I have never seen the Zune as a good competitor to the iPod,
I don’t feel much different about this one.  Microsoft is still playing
catch-up here by connecting their services.  This is something Apple has
mostly had for years.  Within the next 2-3 years I can finally see the
landscape start to change a bit, but Microsoft is going to have a very hard
time going after Apple when you compare numbers.
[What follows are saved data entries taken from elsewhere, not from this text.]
use serde::{Deserialize, Serialize};
use std::fmt;
use std::str::FromStr;

/// The interaction mode a form instance was opened in. Defaulting and
/// validation rules depend on it.
#[derive(Debug, Clone, Copy, PartialEq, Eq, Serialize, Deserialize)]
#[serde(rename_all = "lowercase")]
pub enum FormMode {
    Add,
    Edit,
    View,
    Delete,
    Search,
}

impl FormMode {
    /// Creation-style modes start from a blank slate: fresh identifiers,
    /// unset day flags.
    pub fn is_creation(self) -> bool {
        matches!(self, FormMode::Add | FormMode::Search)
    }

    /// Read-only modes render existing data and never submit edits.
    pub fn is_readonly(self) -> bool {
        matches!(self, FormMode::View | FormMode::Delete)
    }
}

impl fmt::Display for FormMode {
    fn fmt(&self, f: &mut fmt::Formatter<'_>) -> fmt::Result {
        let s = match self {
            FormMode::Add => "add",
            FormMode::Edit => "edit",
            FormMode::View => "view",
            FormMode::Delete => "delete",
            FormMode::Search => "search",
        };
        f.write_str(s)
    }
}

impl FromStr for FormMode {
    type Err = String;

    fn from_str(s: &str) -> Result<Self, Self::Err> {
        match s.to_ascii_lowercase().as_str() {
            "add" => Ok(FormMode::Add),
            "edit" => Ok(FormMode::Edit),
            "view" => Ok(FormMode::View),
            "delete" => Ok(FormMode::Delete),
            "search" => Ok(FormMode::Search),
            other => Err(format!("unknown form mode: {other}")),
        }
    }
}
Lacking is any mention of Media Center, which wasn’t a shock
to me personally.  I firmly believe Microsoft has moved on from what most
reading this wanted Media Center to be, and of course for years I’ve said the
Xbox was the real competition to Media Center (this will become much clearer as
we go on).  Connecting the Xbox, Zune, and Windows finally makes all of
the products marketable.  Microsoft also
just announced that Xbox
360 has sold 30 million units and has 20 million on Xbox LIVE
.

A few have noted that all the details have not been released
and that Media Center integration could still be there.  I don’t
anticipate it, but would welcome it.  I doubt we will see this act as a
Media Center Extender as many have wanted.  If Microsoft could of improved
anywhere in the Zune-Media Center connection I hope it was with syncing
content, mainly TV.  The Zune does support syncing TV, but it doesn’t
support anything copy protected (CableCARD, likely any future premium Cable/Sat
services), and also doesn’t support syncing content with Dolby Digital audio. 
If this stays true just about the only TV content the Zune can sync (in the US)
will be analog cable/satellite captures.  Even OTA content will be purely
Dolby Digital next months, so even your favorite local channels will not sync
unless Microsoft decides to change.

The Story Behind Netflix for Windows Media Center

Today Microsoft released their native
Netflix application for Windows Media Center
to much fanfare.  The release comes with a catch, but let’s
back up a bit before we get to that.

I’ve talked about the need for Microsoft to get Netflix
within the Media Center ecosystem, and ever since Reed Hastings joined
Microsoft’s board I
knew it was coming
.  A year ago
Microsoft announced Netflix would be coming to the Xbox 360 Dashboard and that
rekindled my thoughts about the Xbox
360 being Media Center biggest enemy in the marketplace
.  Today those thoughts are confirmed once again
by the Netflix application for Media Center not supporting Media Center
Extenders.

I’ve been testing the Netflix application for a few weeks
now.  Upon downloading the first beta I
read  the release notes which talked
about Extender’s not being supported.  I
figured this was something that would change. 
Sadly, it didn’t and was planned at all. 
I didn’t think I’d get to post this part because it was told to me under
NDA, but TechFlash
actually posted it so I’m in the clear. 
Part of the reason Extender’s are not supported is because Microsoft
wants to make sure they don’t compete with the Xbox 360 Dashboard.

 Leaving the technical
aspects of getting Silverlight to an Extender aside, this represents a huge
problem and once again confirms to me that Microsoft will continue to push and
promote the Xbox 360 Dashboard over that of the Extender platform.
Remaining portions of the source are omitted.